Post-classical history

Philip of Novara

Historian, poet, diplomat, and jurist; a distinguished member of the literary world of Outremer and Cyprus.

Philip was born in Novara (northern Italy) around 1195, probably as a younger son of a noble family. Later he moved to the Latin East. During the Fifth Crusade (1217-1221), he took part in the crusader attack on Damietta. During this campaign he used to entertain Ralph of Tiberias, one of the most prominent lords of the kingdom of Jerusalem, by reading him romances; in turn he listened to Ralph telling of the history of the country and its legal customs.

The personality of Philip of Novara emerged during the long war (1223-1242) in which Emperor Frederick II, acting as regent of the kingdom of Jerusalem, was opposed by part of the Frankish aristocracy grouped around the Ibelins, a powerful family on Cyprus and the mainland. Philip was on the Ibelins’ side, acting as a knight, diplomat, legal expert, and propagandist: his position was apparently influential, since he was chosen to lead an embassy to the pope and to the kings of England and France, seeking support for the Ibelin party (the embassy ultimately did not take place). From the perspective of the Ibelins Philip described the war in a text that has unfortunately survived only in fragmentary form: it was later included in a chronicle known as the Gestes des Chiprois, compiled at the beginning of the fourteenth century from a variety of sources. The original text of Philip of Novara consisted of an autobiographical part and of several poems, dedicated to the war, to love, and to religious themes. The second part of the Gestes des Chiprois reflects the text of Philip’s work quite faithfully, and it also preserves five of its poems, which parodically amplify some events and characters of the story; it is a very lively and passionate account of the war, probably the best sample of vernacular historiography from Outremer.
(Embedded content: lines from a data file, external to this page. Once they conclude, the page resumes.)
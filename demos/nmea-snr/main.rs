//! nmea-snr: a read-only viewer of the SNR topics `gnss2mqtt` publishes.
//!
//! Subscribes to `<prefix>+/sat/+/snr`, `<prefix>+/satview` and
//! `<prefix>alive`; prints one tab-separated line per GSV block
//! terminator. Grounded on `original_source/nmea-snr.c`'s `my_mqtt_msg`
//! and `print_snr`.

use std::collections::HashMap;
use std::time::Duration;

use clap::Parser;
use log::{info, warn};
use rumqttc::{AsyncClient, Event, MqttOptions, Packet, QoS};

#[derive(Debug, Parser)]
#[command(name = "nmea-snr", about = "show NMEA SNRs from MQTT")]
struct Cli {
    #[arg(short = 'h', long = "host", default_value = "localhost")]
    host: String,

    #[arg(short = 'p', long = "prefix", default_value = "gps/")]
    prefix: String,

    #[arg(short = 'v', long = "verbose", action = clap::ArgAction::Count)]
    verbose: u8,
}

impl Cli {
    fn host_port(&self) -> (String, u16) {
        match self.host.rsplit_once(':') {
            Some((h, p)) if !h.is_empty() => match p.parse() {
                Ok(port) => (h.to_string(), port),
                Err(_) => (self.host.clone(), 1883),
            },
            _ => (self.host.clone(), 1883),
        }
    }
}

#[derive(Default, Clone, Copy)]
struct Sat {
    snr: i32,
    recvd: bool,
}

#[tokio::main(flavor = "current_thread")]
async fn main() {
    let cli = Cli::parse();
    let level = match cli.verbose {
        0 => log::LevelFilter::Warn,
        1 => log::LevelFilter::Info,
        _ => log::LevelFilter::Debug,
    };
    env_logger::Builder::from_default_env().filter_level(level).init();

    let (host, port) = cli.host_port();
    let client_id = format!("nmea-snr-{}", std::process::id());
    let mut opts = MqttOptions::new(client_id, &host, port);
    opts.set_keep_alive(Duration::from_secs(10));

    let (client, mut event_loop) = AsyncClient::new(opts, 64);

    for sub in [
        format!("{}+/sat/+/snr", cli.prefix),
        format!("{}+/satview", cli.prefix),
        format!("{}alive", cli.prefix),
    ] {
        if let Err(e) = client.subscribe(&sub, QoS::AtLeastOnce).await {
            warn!("subscribe {sub} failed: {e}");
            continue;
        }
        info!("subscribed to {sub}");
    }

    let mut sats: HashMap<(String, u32), Sat> = HashMap::new();
    let mut changed = false;

    loop {
        let event = match event_loop.poll().await {
            Ok(e) => e,
            Err(e) => {
                warn!("mqtt connection error: {e}");
                continue;
            }
        };
        let Event::Incoming(Packet::Publish(msg)) = event else { continue };
        let Some(leaf) = msg.topic.rsplit('/').next() else { continue };

        match leaf {
            "alive" => {
                let alive: u32 = String::from_utf8_lossy(&msg.payload).trim().parse().unwrap_or(0);
                warn!("gps {}", if alive != 0 { "alive" } else { "dead" });
            }
            "satview" if !msg.retained => {
                print_snr(&sats, &mut changed);
            }
            "snr" => {
                let Some(rest) = msg.topic.strip_prefix(cli.prefix.as_str()) else { continue };
                let mut parts = rest.splitn(4, '/');
                let Some(talker) = parts.next() else { continue };
                parts.next(); // "sat"
                let prn: u32 = parts.next().and_then(|p| p.parse().ok()).unwrap_or(0);
                let snr: i32 = String::from_utf8_lossy(&msg.payload).trim().parse().unwrap_or(-1);
                let recvd = snr >= 0;
                let key = (talker.to_string(), prn);
                let entry = sats.entry(key).or_default();
                if entry.snr != snr || entry.recvd != recvd {
                    changed = true;
                }
                entry.snr = snr;
                entry.recvd = recvd;
            }
            _ => {}
        }
    }
}

fn print_snr(sats: &HashMap<(String, u32), Sat>, changed: &mut bool) {
    if !*changed {
        return;
    }
    let mut rows: Vec<_> = sats.iter().filter(|(_, s)| s.recvd).collect();
    rows.sort_by_key(|((talker, prn), _)| (talker.clone(), *prn));

    if rows.is_empty() {
        println!("no satellites");
    } else {
        let line: Vec<String> = rows
            .iter()
            .map(|((talker, prn), sat)| format!("{talker}{prn}:{}", sat.snr))
            .collect();
        println!("{}", line.join("\t"));
    }
    *changed = false;
}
Philip of Novara wrote in French, the literary language of the knightly class of Outremer and Cyprus. He was the author of two other texts: the Livre en forme de plait (written around 1260-1265), a handbook of feudal law that was appreciated in his time; and Les quatre âges de l’homme (written around 1265-1267), a moral treatise, suggesting the best way of living the four stages of human life (childhood, youth, maturity, and old age); it was written in prose but contains some poems by Philip and other authors. He is thought to have died after 1268.